O Estado de S.Paulo
O governo está entre a alegria do momento e o pesadelo de amanhã
A dupla crise de saúde pública e econômica colocou Jair Bolsonaro diante
de opções aparentemente irreconciliáveis.
Ele ainda não encontrou o
caminho para prosseguir naquilo que as circunstâncias o obrigam:
a)
continuar prestando ajuda emergencial a milhões de necessitados, um
reconhecido imperativo político e humanitário; e,
b) investir em obras
públicas para retomada da economia, que precisa de estímulos para
crescimento.
Note-se que não é uma escolha entre um ou outro. Não há recursos para um
nem para outro dentro dos limites impostos pela crise fiscal.
Parece cansativa a repetição, mas é necessária: a questão fiscal domina
totalmente nossa política. E, como assinalou o economista Marcos Lisboa,
presidente do Insper, o problema central não é a existência do teto de
gastos, mas o crescimento dos gastos obrigatórios. Para agravar, há prazos curtos a serem respeitados (MPs que caducam, fim
do período emergencial, aprovação do Orçamento, por exemplo) e números
recentes compilados pela FGV escancaram a urgência imposta pela
realidade social e suas temidas consequências políticas. São números de
enorme crueldade, acentuada pela pandemia (aliás, os mesmos números
indicam que a medida mais eficiente de confinamento foi pagar para as
pessoas não terem de sair de casa).
Graças ao auxílio emergencial não se registrava desde 1986, época do
Plano Cruzado (congelamento de preços), movimento tão acentuado de
pessoas saindo de uma faixa socioeconômica (a dos paupérrimos) e indo
para um degrau acima. O economista Marcelo Neri, que compilou os dados,
foi, porém, contundente: “Acaba o auxílio, esses milhões descem de volta
para onde estavam”.
É um sinal eloquente da nossa pobreza quando R$ 600 dados de mão beijada
fazem tanta diferença nas estatísticas sobre faixas de renda. Ocorre
que a manutenção desse auxílio não é possível com a situação fiscal
presente. Bolsonaro livrou-se de um dilema inicial ao suspender a ideia
de Paulo Guedes (correta em princípio) de remanejar recursos de
programas sociais menos eficientes e dirigi-los a um programa de renda
básica batizado como se quiser. “Seria tirar de pobres para dar a
paupérrimos”, reconheceu o presidente, que, nesse ponto, demonstrou
percepção política mais aguçada que a de seu principal ministro até
aqui.
Livrou-se de um dilema, mas não do problema. A montagem dos programas de
assistência na base da ampliação da renda além do Bolsa Família, a cada
dia mais urgentes, depende do progresso em outras frentes políticas,
como a negociação de reformas de altíssima complexidade. E que estão
ligadas umas às outras: a tributária depende do Pacto Federativo que
está sendo ligado à PEC emergencial, e tudo também depende de uma
reforma do Estado via reforma administrativa, por exemplo. Sem criar
impostos, sem furar o teto.
[é um problema complexo imposto pela pandemia, que o presidente Bolsonaro tem que resolver, precisa solucionar, mesmo não existindo nenhuma solução que não adie o problema.

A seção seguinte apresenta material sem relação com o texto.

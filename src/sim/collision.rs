//! Collision detection for sprites
//!
//! Two levels of precision: plain box overlap (used for the baby birds) and
//! pixel-accurate tests against per-sprite opacity masks (used for the player).

use std::sync::Arc;

use glam::Vec2;
use image::RgbaImage;

use crate::consts::{PIPE_HEIGHT, PIPE_WIDTH, PLAYER_HEIGHT, PLAYER_WIDTH};

/// Axis-aligned rectangle in whole pixels
#[derive(Debug, Clone, Copy, PartialEq, Eq, Default)]
pub struct PixelRect {
    pub x: i32,
    pub y: i32,
    pub width: i32,
    pub height: i32,
}

impl PixelRect {
    pub fn new(x: i32, y: i32, width: i32, height: i32) -> Self {
        Self {
            x,
            y,
            width,
            height,
        }
    }

    /// Rect for a sprite whose top-left corner sits at `pos` (truncated to whole pixels)
    pub fn at(pos: Vec2, width: u32, height: u32) -> Self {
        Self::new(pos.x as i32, pos.y as i32, width as i32, height as i32)
    }

    #[inline]
    pub fn right(&self) -> i32 {
        self.x + self.width
    }

    #[inline]
    pub fn bottom(&self) -> i32 {
        self.y + self.height
    }

    pub fn is_empty(&self) -> bool {
        self.width <= 0 || self.height <= 0
    }

    /// Intersection of two rects
    ///
    /// A disjoint pair yields a zero-sized rect at `self`'s origin.
    pub fn clip(&self, other: &PixelRect) -> PixelRect {
        let left = self.x.max(other.x);
        let top = self.y.max(other.y);
        let right = self.right().min(other.right());
        let bottom = self.bottom().min(other.bottom());

        if right <= left || bottom <= top {
            return PixelRect::new(self.x, self.y, 0, 0);
        }
        PixelRect::new(left, top, right - left, bottom - top)
    }
}

/// Axis-aligned box with fractional position and size
#[derive(Debug, Clone, Copy, PartialEq, Default)]
pub struct Bounds {
    pub pos: Vec2,
    pub size: Vec2,
}

impl Bounds {
    pub fn new(pos: Vec2, size: Vec2) -> Self {
        Self { pos, size }
    }

    /// Strict overlap test: touching edges and zero-sized boxes never collide
    pub fn overlaps(&self, other: &Bounds) -> bool {
        if self.size.x <= 0.0 || self.size.y <= 0.0 || other.size.x <= 0.0 || other.size.y <= 0.0 {
            return false;
        }
        self.pos.x < other.pos.x + other.size.x
            && other.pos.x < self.pos.x + self.size.x
            && self.pos.y < other.pos.y + other.size.y
            && other.pos.y < self.pos.y + self.size.y
    }
}

/// Per-pixel opacity grid of a sprite
///
/// Built once per sprite image and shared read-only afterwards.
#[derive(Debug, Clone, PartialEq, Eq)]
pub struct Hitmask {
    width: u32,
    height: u32,
    /// Row-major, `width * height` entries
    bits: Vec<bool>,
}

impl Hitmask {
    pub fn from_fn(width: u32, height: u32, mut f: impl FnMut(u32, u32) -> bool) -> Self {
        let mut bits = Vec::with_capacity((width * height) as usize);
        for y in 0..height {
            for x in 0..width {
                bits.push(f(x, y));
            }
        }
        Self {
            width,
            height,
            bits,
        }
    }

    /// Fully opaque mask (pixel test degrades to a box test)
    pub fn solid(width: u32, height: u32) -> Self {
        Self {
            width,
            height,
            bits: vec![true; (width * height) as usize],
        }
    }

    pub fn width(&self) -> u32 {
        self.width
    }

    pub fn height(&self) -> u32 {
        self.height
    }

    #[inline]
    pub fn get(&self, x: u32, y: u32) -> bool {
        self.bits[(y * self.width + x) as usize]
    }

    /// Number of opaque pixels
    pub fn opaque_count(&self) -> usize {
        self.bits.iter().filter(|&&b| b).count()
    }
}

/// Derive a hitmask from an image's alpha channel
pub fn get_hitmask(image: &RgbaImage) -> Hitmask {
    Hitmask::from_fn(image.width(), image.height(), |x, y| image.get_pixel(x, y)[3] != 0)
}

/// Check if two sprites collide on an actual opaque pixel, not just their rects
///
/// Each mask must have exactly the dimensions of its rect.
pub fn pixel_collision(a: PixelRect, b: PixelRect, mask_a: &Hitmask, mask_b: &Hitmask) -> bool {
    debug_assert_eq!((a.width, a.height), (mask_a.width as i32, mask_a.height as i32));
    debug_assert_eq!((b.width, b.height), (mask_b.width as i32, mask_b.height as i32));

    let rect = a.clip(&b);
    if rect.is_empty() {
        return false;
    }

    let (ax, ay) = ((rect.x - a.x) as u32, (rect.y - a.y) as u32);
    let (bx, by) = ((rect.x - b.x) as u32, (rect.y - b.y) as u32);

    for x in 0..rect.width as u32 {
        for y in 0..rect.height as u32 {
            if mask_a.get(ax + x, ay + y) && mask_b.get(bx + x, by + y) {
                return true;
            }
        }
    }
    false
}

/// Cached masks needed for the player-vs-pipe test
#[derive(Debug, Clone)]
pub struct CollisionMasks {
    /// One mask per flap animation frame
    pub player: [Arc<Hitmask>; 3],
    pub pipe_upper: Arc<Hitmask>,
    pub pipe_lower: Arc<Hitmask>,
}

impl CollisionMasks {
    /// Solid masks at the nominal sprite sizes (used when running without assets)
    pub fn solid() -> Self {
        let player = Arc::new(Hitmask::solid(PLAYER_WIDTH, PLAYER_HEIGHT));
        let pipe = Arc::new(Hitmask::solid(PIPE_WIDTH, PIPE_HEIGHT));
        Self {
            player: [player.clone(), player.clone(), player],
            pipe_upper: pipe.clone(),
            pipe_lower: pipe,
        }
    }

    /// Mask for a player animation frame
    pub fn player_frame(&self, frame: usize) -> &Hitmask {
        &self.player[frame.min(self.player.len() - 1)]
    }
}

impl Default for CollisionMasks {
    fn default() -> Self {
        Self::solid()
    }
}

A pandemia além de milhares de mortes, muita corrupção, adiou o sonho de todo brasileiro ter condições de dizer o velho jargão: 'estou melhor do que ontem e pior do que amanhã'.]
O maior perigo tem sido vocalizado também por forças políticas que
apoiam o governo no Congresso e têm bom trânsito com a equipe de
economia. O senador Marcio Bittar (MDB-AC), por exemplo, relator da PEC
do Pacto Federativo, anda preocupado em se “tentar dar uma alegria no
momento criando, em troca, um pesadelo por muitos e muitos anos”,
declarou. Ou seja, continuar ajudando os 10 milhões de invisíveis às
custas de qualquer responsabilidade fiscal.
É nesse contexto que ganha um significado muito maior a expressão
“articulação política”. Pois não se trata de “apenas” conseguir votos
para aprovação de matérias ou a manutenção de vetos (como ocorrido na
Câmara recentemente). Talvez a palavra em espanhol “concertación”
expresse melhor o que significa “articulação política” em época de
opções irreconciliáveis: é um esforço político coletivo, coordenado,
dirigido e com um foco preciso.
É óbvio que esse esforço no momento é muito acanhado. E sofre a
concorrência de um comportamento típico de décadas de decisões políticas
no Brasil: livrar-se de um pesadelo do momento jogando-o para o futuro.